Should You Use Self-Directed IRA’s to Invest in Real Estate?

 In Property Management

Our answer is a resounding yes! Self-Directed IRA’s provide an individual more investment opportunities than a traditional IRA. Many people are unaware of the fact that you can use a self-directed IRA to purchase a variety of real estate and related assets including rental property, commercial buildings, rehabs, and notes. This is a popular investment choice among IRA owners and many of them focus only on real estate acquisition through the use of a real estate IRA.

It’s a common misconception that the only investments allowed in a retirement account are stocks, CDs, and mutual funds. Perhaps this is because the retirement industry is often dominated by custodians who only offer these types of investments. In fact, it is permissible for your IRA to invest in a variety of alternative assets — you just need a custodian that offers self-direction. The curtain needs to be lifted on this “secret” type of IRA so investors like you know they are able to leverage their money to acquire real properties, mortgages, and other non-traditional assets. This creates significant flexibility in investing options and greater control over the power of your investment. The real estate market is a good long-term investment and can often generate higher returns than the stock market.

As with most solid and profitable financial decisions, it takes time and some planning.
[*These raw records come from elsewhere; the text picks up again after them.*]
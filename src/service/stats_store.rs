use std::collections::BTreeMap;

use serde::{Deserialize, Serialize};

use crate::domain::model::{Match, PlayerId, PlayerStats, StandingRow, Team1Or2};

/// Maps player id to [`PlayerStats`] (§4.1). Pure data plus the operations
/// that keep the documented invariants: `wins + losses = games_played` for
/// non-forfeited history, `wins <= games_played`, and partner/opponent
/// multiset totals matching `games_played * (players_per_team - 1)`.
#[derive(Debug, Clone, Default, PartialEq, Eq, Serialize, Deserialize)]
pub struct StatsStore {
    by_player: BTreeMap<PlayerId, PlayerStats>,
}

impl StatsStore {
    pub fn create(&mut self, player_id: PlayerId) {
        self.by_player.entry(player_id).or_default();
    }

    pub fn get(&self, player_id: &PlayerId) -> PlayerStats {
        self.by_player.get(player_id).cloned().unwrap_or_default()
    }

    pub fn get_mut(&mut self, player_id: &PlayerId) -> &mut PlayerStats {
        self.by_player.entry(player_id.clone()).or_default()
    }

    pub fn increment_wait(&mut self, player_id: &PlayerId) {
        self.get_mut(player_id).games_waited += 1;
    }

    pub fn reset_wait(&mut self, player_id: &PlayerId) {
        self.get_mut(player_id).games_waited = 0;
    }

    pub fn average_point_differential(&self, player_id: &PlayerId) -> f64 {
        self.get(player_id).average_point_differential()
    }

    /// Applies the result of a completed (or forfeited) match to every
    /// participant's stats. `team1_score`/`team2_score` are `0` for a
    /// forfeit, in which case points are not recorded (§4.8).
    pub fn record_match_result(
        &mut self,
        m: &Match,
        winner_team: Team1Or2,
        team1_score: u32,
        team2_score: u32,
        record_points: bool,
    ) {
        let (winners, losers, winner_score, loser_score) = match winner_team {
            Team1Or2::Team1 => (&m.team1, &m.team2, team1_score, team2_score),
            Team1Or2::Team2 => (&m.team2, &m.team1, team2_score, team1_score),
        };

        for w in winners {
            let stats = self.get_mut(w);
            stats.wins += 1;
            stats.games_played += 1;
            if record_points {
                stats.total_points_for += winner_score;
                stats.total_points_against += loser_score;
            }
        }
        for l in losers {
            let stats = self.get_mut(l);
            stats.losses += 1;
            stats.games_played += 1;
            if record_points {
                stats.total_points_for += loser_score;
                stats.total_points_against += winner_score;
            }
        }

        for a in m.team1.iter() {
            for b in m.team1.iter() {
                if a != b {
                    *self.get_mut(a).partners_played.entry(b.clone()).or_insert(0) += 1;
                }
            }
            for b in m.team2.iter() {
                *self.get_mut(a).opponents_played.entry(b.clone()).or_insert(0) += 1;
            }
        }
        for a in m.team2.iter() {
            for b in m.team2.iter() {
                if a != b {
                    *self.get_mut(a).partners_played.entry(b.clone()).or_insert(0) += 1;
                }
            }
            for b in m.team1.iter() {
                *self.get_mut(a).opponents_played.entry(b.clone()).or_insert(0) += 1;
            }
        }
    }

    /// Exact inverse of [`Self::record_match_result`], used when an
    /// already-completed match's score is edited (§4.8, §8 edit law).
    pub fn rewind_match_result(
        &mut self,
        m: &Match,
        previous_winner_team: Team1Or2,
        previous_t1: u32,
        previous_t2: u32,
        had_points: bool,
    ) {
        let (winners, losers, winner_score, loser_score) = match previous_winner_team {
            Team1Or2::Team1 => (&m.team1, &m.team2, previous_t1, previous_t2),
            Team1Or2::Team2 => (&m.team2, &m.team1, previous_t2, previous_t1),
        };

        for w in winners {
            let stats = self.get_mut(w);
            stats.wins = stats.wins.saturating_sub(1);
            stats.games_played = stats.games_played.saturating_sub(1);
            if had_points {
                stats.total_points_for = stats.total_points_for.saturating_sub(winner_score);
                stats.total_points_against =
                    stats.total_points_against.saturating_sub(loser_score);
            }
        }
        for l in losers {
            let stats = self.get_mut(l);
            stats.losses = stats.losses.saturating_sub(1);
            stats.games_played = stats.games_played.saturating_sub(1);
            if had_points {
                stats.total_points_for = stats.total_points_for.saturating_sub(loser_score);
                stats.total_points_against =
                    stats.total_points_against.saturating_sub(winner_score);
            }
        }

        for a in m.team1.iter() {
            for b in m.team1.iter() {
                if a != b {
                    decrement(&mut self.get_mut(a).partners_played, b);
                }
            }
            for b in m.team2.iter() {
                decrement(&mut self.get_mut(a).opponents_played, b);
            }
        }
        for a in m.team2.iter() {
            for b in m.team2.iter() {
                if a != b {
                    decrement(&mut self.get_mut(a).partners_played, b);
                }
            }
            for b in m.team1.iter() {
                decrement(&mut self.get_mut(a).opponents_played, b);
            }
        }
    }

    /// Sorts `active_player_ids` by wins desc, then average point
    /// differential desc. Ties share the rank of the first tied position.
    /// Returns `(player_id, rank)` pairs in ranked order.
    pub fn ranking(&self, active_player_ids: &[PlayerId]) -> Vec<(PlayerId, u32)> {
        let mut ordered: Vec<&PlayerId> = active_player_ids.iter().collect();
        ordered.sort_by(|a, b| {
            let sa = self.get(a);
            let sb = self.get(b);
            sb.wins
                .cmp(&sa.wins)
                .then_with(|| {
                    sb.average_point_differential()
                        .partial_cmp(&sa.average_point_differential())
                        .unwrap_or(std::cmp::Ordering::Equal)
                })
                .then_with(|| a.cmp(b))
        });

        let mut ranks = Vec::with_capacity(ordered.len());
        let mut previous: Option<(u32, u32, i64)> = None; // (wins, rank, diff*1000 truncated)
        for (idx, id) in ordered.iter().enumerate() {
            let stats = self.get(id);
            let diff_key = (stats.average_point_differential() * 1000.0).round() as i64;
            let rank = match previous {
                Some((w, r, d)) if w == stats.wins && d == diff_key => r,
                _ => (idx as u32) + 1,
            };
            previous = Some((stats.wins, rank, diff_key));
            ranks.push(((*id).clone(), rank));
        }
        ranks
    }

    /// Ambient (§2.2): read-only leaderboard projection over `ranking`.
    pub fn export_standings(
        &self,
        active_player_ids: &[PlayerId],
        names: &BTreeMap<PlayerId, String>,
    ) -> Vec<StandingRow> {
        self.ranking(active_player_ids)
            .into_iter()
            .map(|(id, rank)| {
                let stats = self.get(&id);
                StandingRow {
                    display_name: names.get(&id).cloned().unwrap_or_default(),
                    player_id: id,
                    rank,
                    wins: stats.wins,
                    losses: stats.losses,
                    win_rate: stats.win_rate(),
                    games_played: stats.games_played,
                    games_waited: stats.games_waited,
                }
            })
            .collect()
    }
}

fn decrement(map: &mut BTreeMap<PlayerId, u32>, key: &PlayerId) {
    if let Some(v) = map.get_mut(key) {
        if *v <= 1 {
            map.remove(key);
        } else {
            *v -= 1;
        }
    }
}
You have to be calculated with the timing when you open the account, transfer or rollover the assets, and of course, in finding the actual investment. It can take two to three weeks to open this type of account at a typical broker’s office, and you will need to find a custodian who will hold real estate inside an IRA. The down payment must come from IRA funds, so rollovers may be required.

Know that when you find the investment and it is in contract, the party that holds the IRA account reviews and signs the purchase agreement. Then the custodian must approve it and release the funds to the title company for purchase. All of this takes time, so be patient. There are plenty of rules and regulations and it can change based upon what you are wanting to use the funds for. When it comes to the real estate side of business and getting into rental properties it might not be a bad idea to talk with someone on that side of the business. Property managers are familiar with the business they are in, as any professional should be. Sit down and have a conversation with them on their side of this transaction. Ask questions about what their dealings are, what rules and regulations they are familiar with. Letting them speak to you about past situations and how to handle things in a manner to avoid problems in the long run. There is always more than one side to any story!

We recommend you take plenty of time before making any final decisions. Know all the rules and regulations as well as the pros and cons of this type of investment strategy. Using self-directing IRA’s as a way to invest in real estate can give you all the benefits of both worlds, but it does require some homework to build a foundation that will have the right kind of long term payoff.